Chapter 12

Question 12.1

The cross-linked pyrimidine dimer causes a distortion in the DNA that prevents base pairing in the active site of the DNA polymerase.

Question 12.2

  1. where represents O6-meG.

Question 12.3

Any three of the following: defects in repair; UV light; TLS error-prone bypass; oxidative damage; spontaneous hydrolysis. For these lesions to become mutations, replication must occur (before repair), producing a naturally occurring base pair that is different from the original base pair.

Question 12.4

Serine auxotrophs can grow only on serine-containing medium; when plated on a serine-free medium, the cells will die—unless they have undergone a reversion mutation to restore the serine-synthesizing pathway. Treatment with a genotoxic agent, even though it kills most cells by producing mutations in vital genes, produces some of these particular reversion mutations.

Question 12.5

The survivors arise from spontaneous reversion mutations caused by spontaneous hydrolysis, oxidative damage, or natural sources of irradiation.

Question 12.6

(a) The colonies arose because background (spontaneous) mutations included reversion mutations that reversed the cells’ histidine dependency. (b) 2-Aminoanthracene causes DNA damage; some of the lesions escape repair before DNA replication, thus forming a mutation.

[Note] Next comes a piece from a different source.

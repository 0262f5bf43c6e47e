//! Pointer input driving the model's rotation.

/// Cursor-to-angle mapping and the eased rotation tween.
pub mod pointer_rotation;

Some of these are reversion mutations in the histidine-pathway gene, allowing cells to survive in a histidine-free medium. (c) 2-Aminoanthracene is a potential carcinogen, because it causes mutations in the Ames test.

Question 12.7

(a) G≡C to A=T. (b) C≡C to T=A. (c) A=T to G≡C

Question 12.8

(a) XP mutant cells usually contain a mutation in a gene required for NER, the main repair pathway for UV lesions in humans. Single-strand DNA breaks are produced during NER, accounting for the short ssDNA fragments observed in normal cells after irradiation. However, a defective NER system in the XPG mutant cells prevents formation of single-strand breaks. (b) XPG cells are defective at a step preceding the first strand incision of NER, which is needed to produce the fragmented ssDNA.

Question 12.9

The initiation step. In global NER, the XPC protein recognizes the lesion. In TCR, RNA polymerase recognizes the lesion, by stalling at the lesion.

Question 12.10

Both processes cleave the phosphodiester backbone, remove the pentose phosphate, then insert a correct dNTP and ligate the nick. In BER, a specific DNA glycosylase cleaves a damaged base from the pentose to form the abasic (AP) site.

Question 12.11

The most common DNA lesions leading to G–T mismatches are insertion of T opposite an O6-methylguanine lesion during replication and deamination of a 5-methylcytosine. In both cases, it is the T that is incorrect and potentially mutagenic if not repaired.

Question 12.12

Frameshift mutations would lead to alteration of many amino acid residues in the protein product and could be caused by template slippage of DNA polymerase in the region with the repeated A residues.

Question 12.13

Reactive oxygen species generated during normal aerobic metabolism are a major source of DNA damage, because they form free radicals that react with the DNA.

Question 12.14

With only one good copy of a key DNA repair gene, there is a good chance that the gene will be inactivated in one or more cells by normal mutagenic processes such as unrepaired oxidative damage. Whenever this happens, a DNA repair system is no longer present in that cell, and the mutation rate increases substantially. Eventually, mutations occur in—and inactivate—one or more genes that normally control cell division, and a cancer cell is born.

Question 12.15

About 1,700 phosphodiester bonds derived from dNTPs are expended in the repair: 850 in the DNA degraded between the mismatch and the GATC sequence, and another 850 in the DNA synthesis needed to fill the resulting gap. ATP is hydrolyzed by the MutL-MutS complex and by the UvrD helicase.

Question 12.16

NER and BER occur only in double-stranded DNA. Both processes excise the damaged base or bases from the damaged strand, leaving a gap that can be filled in—but only if an undamaged complementary strand is present.

S-13

Question 12.17

Each molecule of O6-methylguanine methyltransferase is used only once and is degraded after the repair reaction. Thus, the reaction expends all the energy needed to synthesize the protein, along with all the energy used to mark the protein for degradation and to carry out that degradation.

Question 12.18

(a) There may have been a trace contaminant of Pol III or Pol II in the preparation of UmuD′ and UmuC. (b) Pol III is the main replicative DNA polymerase in the cell. A strain with a completely inactivated Pol III would be dead. The temperature sensitivity allows the cells to be grown at a permissive temperature, but Pol III can be inactivated, when needed, by increasing the temperature. (c) Fraction 56 contains both Pol III and Pol V. The Pol V can replicate over the lesion, and Pol III can then extend the DNA. (d) The mutant Pol III is inactivated at 47°C. (e) Fraction 64 contains UmuC (and UmuD′, not shown) almost exclusively. The lack of temperature sensitivity provides evidence that UmuC and/or UmuD′ have a DNA polymerization activity.